EXTRACTED MATERIAL:

++++++++++++++++++++

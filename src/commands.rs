/*
 * @file commands.rs
 * @brief Ordered local intent rules and matching logic
 * @author Kevin Thomas
 * @date 2025
 *
 * MIT License
 *
 * Copyright (c) 2025 Kevin Thomas
 *
 * Permission is hereby granted, free of charge, to any person obtaining a copy
 * of this software and associated documentation files (the "Software"), to deal
 * in the Software without restriction, including without limitation the rights
 * to use, copy, modify, merge, publish, distribute, sublicense, and/or sell
 * copies of the Software, and to permit persons to whom the Software is
 * furnished to do so, subject to the following conditions:
 *
 * The above copyright notice and this permission notice shall be included in all
 * copies or substantial portions of the Software.
 *
 * THE SOFTWARE IS PROVIDED "AS IS", WITHOUT WARRANTY OF ANY KIND, EXPRESS OR
 * IMPLIED, INCLUDING BUT NOT LIMITED TO THE WARRANTIES OF MERCHANTABILITY,
 * FITNESS FOR A PARTICULAR PURPOSE AND NONINFRINGEMENT. IN NO EVENT SHALL THE
 * AUTHORS OR COPYRIGHT HOLDERS BE LIABLE FOR ANY CLAIM, DAMAGES OR OTHER
 * LIABILITY, WHETHER IN AN ACTION OF CONTRACT, TORT OR OTHERWISE, ARISING FROM,
 * OUT OF OR IN CONNECTION WITH THE SOFTWARE OR THE USE OR OTHER DEALINGS IN THE
 * SOFTWARE.
 */

//! Local intent rules and matching.
//!
//! Rules are an ordered table evaluated top to bottom. A rule fires when its
//! keywords match and its action produces a response; the first rule to fire
//! wins and nothing later (including the chat fallback) is consulted. An
//! action that returns `None` (for example, "open" with nothing after it)
//! lets evaluation continue with the next rule.

use std::sync::LazyLock;

use chrono::Local;
use regex::Regex;
use tracing::debug;

use crate::system::AppControl;
use crate::text;

/// Close targets that refer to the assistant itself.
const SELF_NAMES: [&str; 2] = ["jarvis", "yourself"];

static SEARCH_PHRASE: LazyLock<Regex> = LazyLock::new(|| {
    Regex::new(r"(?:search google|google search)\s*(?:for\b)?").expect("valid regex")
});

static WEBSITE_PHRASE: LazyLock<Regex> =
    LazyLock::new(|| Regex::new(r"(?:open website|go to)\s*").expect("valid regex"));

/// Category of a recognized local command.
#[derive(Clone, Copy, Debug, PartialEq, Eq)]
pub enum IntentKind {
    Time,
    Date,
    OpenApp,
    CloseApp,
    SearchWeb,
    OpenWebsite,
    SystemInfo,
    MinimizeAll,
    RunningApps,
    Shutdown,
    Restart,
}

/// One predicate/action pair in the rule table.
pub struct IntentRule {
    pub kind: IntentKind,
    /// Human-readable summary used in help output.
    pub description: &'static str,
    /// At least one of these must appear in the utterance.
    any_of: &'static [&'static str],
    /// Every one of these must also appear.
    all_of: &'static [&'static str],
    action: fn(&str, &dyn AppControl) -> Option<String>,
}

impl IntentRule {
    /// Substring test against lower-cased text.
    pub fn matches(&self, text: &str) -> bool {
        self.any_of.iter().any(|keyword| text.contains(keyword))
            && self.all_of.iter().all(|keyword| text.contains(keyword))
    }

    /// Runs the action; `None` means the rule declined to fire.
    fn fire(&self, text: &str, system: &dyn AppControl) -> Option<String> {
        (self.action)(text, system)
    }
}

/// A rule that fired, with the response it produced.
#[derive(Clone, Debug, PartialEq, Eq)]
pub struct IntentMatch {
    pub kind: IntentKind,
    pub response: String,
}

/// Priority-ordered rule table.
static RULES: [IntentRule; 11] = [
    IntentRule {
        kind: IntentKind::Time,
        description: "Tell the current time",
        any_of: &["what time", "current time", "time is it"],
        all_of: &[],
        action: current_time,
    },
    IntentRule {
        kind: IntentKind::Date,
        description: "Tell today's date",
        any_of: &["what date", "today date", "what day"],
        all_of: &[],
        action: current_date,
    },
    IntentRule {
        kind: IntentKind::OpenApp,
        description: "Open an application (open/launch/start/run <app>)",
        any_of: &["open", "launch", "start", "run"],
        all_of: &[],
        action: open_app,
    },
    IntentRule {
        kind: IntentKind::CloseApp,
        description: "Close an application (close/quit/exit/stop <app>)",
        any_of: &["close", "quit", "exit", "stop"],
        all_of: &[],
        action: close_app,
    },
    IntentRule {
        kind: IntentKind::SearchWeb,
        description: "Search Google (search google for <query>)",
        any_of: &["search google", "google search"],
        all_of: &[],
        action: search_web,
    },
    IntentRule {
        kind: IntentKind::OpenWebsite,
        description: "Open a website (go to <site>)",
        any_of: &["open website", "go to"],
        all_of: &[],
        action: open_website,
    },
    IntentRule {
        kind: IntentKind::SystemInfo,
        description: "Report CPU, memory and disk usage",
        any_of: &["system info", "system status"],
        all_of: &[],
        action: system_info,
    },
    IntentRule {
        kind: IntentKind::MinimizeAll,
        description: "Minimize all windows",
        any_of: &["minimize all", "minimize windows"],
        all_of: &[],
        action: minimize_all,
    },
    IntentRule {
        kind: IntentKind::RunningApps,
        description: "Count running applications",
        any_of: &["running apps", "open apps"],
        all_of: &[],
        action: running_apps,
    },
    IntentRule {
        kind: IntentKind::Shutdown,
        description: "Shut down the computer",
        any_of: &["shutdown"],
        all_of: &["computer"],
        action: shutdown,
    },
    IntentRule {
        kind: IntentKind::Restart,
        description: "Restart the computer",
        any_of: &["restart"],
        all_of: &["computer"],
        action: restart,
    },
];

/// The rule table in evaluation order.
pub fn rules() -> &'static [IntentRule] {
    &RULES
}

/// Finds the first rule that fires for `text`.
///
/// # Arguments
/// * `text` - Normalized, lower-cased utterance.
/// * `system` - Collaborator the firing rule acts through.
///
/// # Returns
/// * `Some(IntentMatch)` - The first rule that fired; exactly one
///   collaborator call was made.
/// * `None` - No rule fired; no collaborator was called.
pub fn match_intent(text: &str, system: &dyn AppControl) -> Option<IntentMatch> {
    RULES
        .iter()
        .filter(|rule| rule.matches(text))
        .find_map(|rule| {
            let response = rule.fire(text, system)?;
            debug!(rule = ?rule.kind, "intent rule fired");
            Some(IntentMatch {
                kind: rule.kind,
                response,
            })
        })
}

/// Lists the local commands, one per line, in priority order.
pub fn describe_rules() -> String {
    let mut result = String::from("Local commands:\n");
    for rule in rules() {
        result.push_str(&format!("- {}\n", rule.description));
    }
    result
}

/// Reads the local clock.
///
/// # Returns
/// `"The current time is HH:MM AM"`; never declines.
fn current_time(_: &str, _: &dyn AppControl) -> Option<String> {
    Some(format!(
        "The current time is {}",
        text::format_time(&Local::now())
    ))
}

/// Reads the local calendar.
///
/// # Returns
/// `"Today is March 04, 2025"` style; never declines.
fn current_date(_: &str, _: &dyn AppControl) -> Option<String> {
    Some(format!("Today is {}", text::format_date(&Local::now())))
}

/// Launches the application named after the open verb.
///
/// # Arguments
/// * `input` - Normalized utterance, e.g. `"please open notepad"`.
/// * `system` - Launcher that receives the extracted name.
///
/// # Returns
/// * `Some(message)` - The launcher's message, success or not.
/// * `None` - Nothing follows the verb, so the rule declines.
fn open_app(input: &str, system: &dyn AppControl) -> Option<String> {
    let app = text::extract_app_name(input)?;
    Some(system.open(&app).message)
}

/// Closes the application named after the close verb.
///
/// # Details
/// The assistant never closes itself: `jarvis` and `yourself` decline
/// and the utterance moves on to the next rule.
///
/// # Arguments
/// * `input` - Normalized utterance, e.g. `"close spotify"`.
/// * `system` - Collaborator that terminates the process.
///
/// # Returns
/// * `Some(message)` - The collaborator's message.
/// * `None` - Empty target or a self-name.
fn close_app(input: &str, system: &dyn AppControl) -> Option<String> {
    let app = text::extract_close_app_name(input)?;
    if SELF_NAMES.contains(&app.as_str()) {
        return None;
    }
    Some(system.close(&app).message)
}

/// Searches the web for what remains once the search phrase is removed.
///
/// # Returns
/// * `Some(message)` - The collaborator's message.
/// * `None` - The query is empty.
fn search_web(input: &str, system: &dyn AppControl) -> Option<String> {
    let query = text::normalize(&SEARCH_PHRASE.replace_all(input, " "));
    if query.is_empty() {
        return None;
    }
    Some(system.search_web(&query).message)
}

/// Opens the site named after `go to` / `open website`.
///
/// # Details
/// Scheme handling is left to the collaborator, which adds `https://`
/// when missing.
///
/// # Returns
/// * `Some(message)` - The collaborator's message.
/// * `None` - No site was named.
fn open_website(input: &str, system: &dyn AppControl) -> Option<String> {
    let url = text::normalize(&WEBSITE_PHRASE.replace_all(input, " "));
    if url.is_empty() {
        return None;
    }
    Some(system.open_url(&url).message)
}

/// CPU, memory and disk usage as reported by the collaborator.
fn system_info(_: &str, system: &dyn AppControl) -> Option<String> {
    Some(system.info().message)
}

/// Minimizes every window.
fn minimize_all(_: &str, system: &dyn AppControl) -> Option<String> {
    Some(system.minimize_all().message)
}

/// Schedules a delayed shutdown.
fn shutdown(_: &str, system: &dyn AppControl) -> Option<String> {
    Some(system.shutdown().message)
}

/// Schedules a delayed restart.
fn restart(_: &str, system: &dyn AppControl) -> Option<String> {
    Some(system.restart().message)
}

/// Counts running processes.
///
/// # Returns
/// `"Currently running N applications"`, with N the number of distinct
/// process names.
fn running_apps(_: &str, system: &dyn AppControl) -> Option<String> {
    let count = system.list_running().len();
    Some(format!("Currently running {count} applications"))
}

#[cfg(test)]
mod tests {
    use super::*;
    use crate::testing::RecordingControl;

    fn kind_of(text: &str) -> Option<IntentKind> {
        match_intent(text, &RecordingControl::new()).map(|hit| hit.kind)
    }

    #[test]
    fn table_order_is_the_documented_priority() {
        let order: Vec<_> = rules().iter().map(|rule| rule.kind).collect();
        assert_eq!(
            order,
            [
                IntentKind::Time,
                IntentKind::Date,
                IntentKind::OpenApp,
                IntentKind::CloseApp,
                IntentKind::SearchWeb,
                IntentKind::OpenWebsite,
                IntentKind::SystemInfo,
                IntentKind::MinimizeAll,
                IntentKind::RunningApps,
                IntentKind::Shutdown,
                IntentKind::Restart,
            ]
        );
    }

    #[test]
    fn time_and_date_queries() {
        assert_eq!(kind_of("what time is it?"), Some(IntentKind::Time));
        assert_eq!(kind_of("tell me the current time"), Some(IntentKind::Time));
        assert_eq!(kind_of("what day is it"), Some(IntentKind::Date));
    }

    #[test]
    fn open_calls_collaborator_once() {
        let control = RecordingControl::new();
        let hit = match_intent("open notepad", &control).unwrap();
        assert_eq!(hit.kind, IntentKind::OpenApp);
        assert_eq!(hit.response, "Opening notepad");
        assert_eq!(control.calls(), ["open:notepad"]);
    }

    #[test]
    fn open_wins_over_close() {
        let control = RecordingControl::new();
        let hit = match_intent("open notepad and close chrome", &control).unwrap();
        assert_eq!(hit.kind, IntentKind::OpenApp);
        assert_eq!(control.calls(), ["open:notepad and close chrome"]);
    }

    #[test]
    fn bare_verb_does_not_fire() {
        let control = RecordingControl::new();
        assert_eq!(match_intent("open", &control), None);
        assert!(control.calls().is_empty());
    }

    #[test]
    fn close_never_targets_the_assistant() {
        for text in ["close jarvis", "close yourself", "quit yourself"] {
            let control = RecordingControl::new();
            assert_eq!(match_intent(text, &control), None, "{text}");
            assert!(control.calls().is_empty());
        }
    }

    #[test]
    fn close_other_app() {
        let control = RecordingControl::new();
        let hit = match_intent("please close spotify", &control).unwrap();
        assert_eq!(hit.kind, IntentKind::CloseApp);
        assert_eq!(control.calls(), ["close:spotify"]);
    }

    #[test]
    fn search_strips_the_trigger_phrase() {
        let control = RecordingControl::new();
        let hit = match_intent("search google for rust lifetimes", &control).unwrap();
        assert_eq!(hit.kind, IntentKind::SearchWeb);
        assert_eq!(control.calls(), ["search:rust lifetimes"]);
        assert_eq!(match_intent("google search", &RecordingControl::new()), None);
    }

    #[test]
    fn go_to_opens_website() {
        let control = RecordingControl::new();
        let hit = match_intent("go to github.com", &control).unwrap();
        assert_eq!(hit.kind, IntentKind::OpenWebsite);
        assert_eq!(control.calls(), ["url:github.com"]);
    }

    #[test]
    fn system_queries() {
        assert_eq!(kind_of("give me the system status"), Some(IntentKind::SystemInfo));
        assert_eq!(kind_of("minimize all windows"), Some(IntentKind::MinimizeAll));
        assert_eq!(kind_of("how many running apps"), Some(IntentKind::RunningApps));
    }

    #[test]
    fn running_apps_counts_processes() {
        let control = RecordingControl::new().with_running(["a", "b", "c"]);
        let hit = match_intent("list running apps", &control).unwrap();
        assert_eq!(hit.response, "Currently running 3 applications");
    }

    #[test]
    fn power_rules_need_computer() {
        assert_eq!(kind_of("shutdown the computer"), Some(IntentKind::Shutdown));
        assert_eq!(kind_of("restart my computer"), Some(IntentKind::Restart));
        assert_eq!(kind_of("shutdown"), None);
    }

    #[test]
    fn unmatched_text_falls_through() {
        let control = RecordingControl::new();
        assert_eq!(match_intent("tell me a joke", &control), None);
        assert!(control.calls().is_empty());
    }

    #[test]
    fn help_lists_every_rule() {
        let help = describe_rules();
        assert_eq!(help.lines().count(), rules().len() + 1);
    }
}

++++++++++++++++++++

INSTRUCTIONS TO FOLLOW: Each line in the data that holds the word "next" must be copied.

PROBLEM SOLUTION:
//! lets evaluation continue with the next rule.
/// and the utterance moves on to the next rule.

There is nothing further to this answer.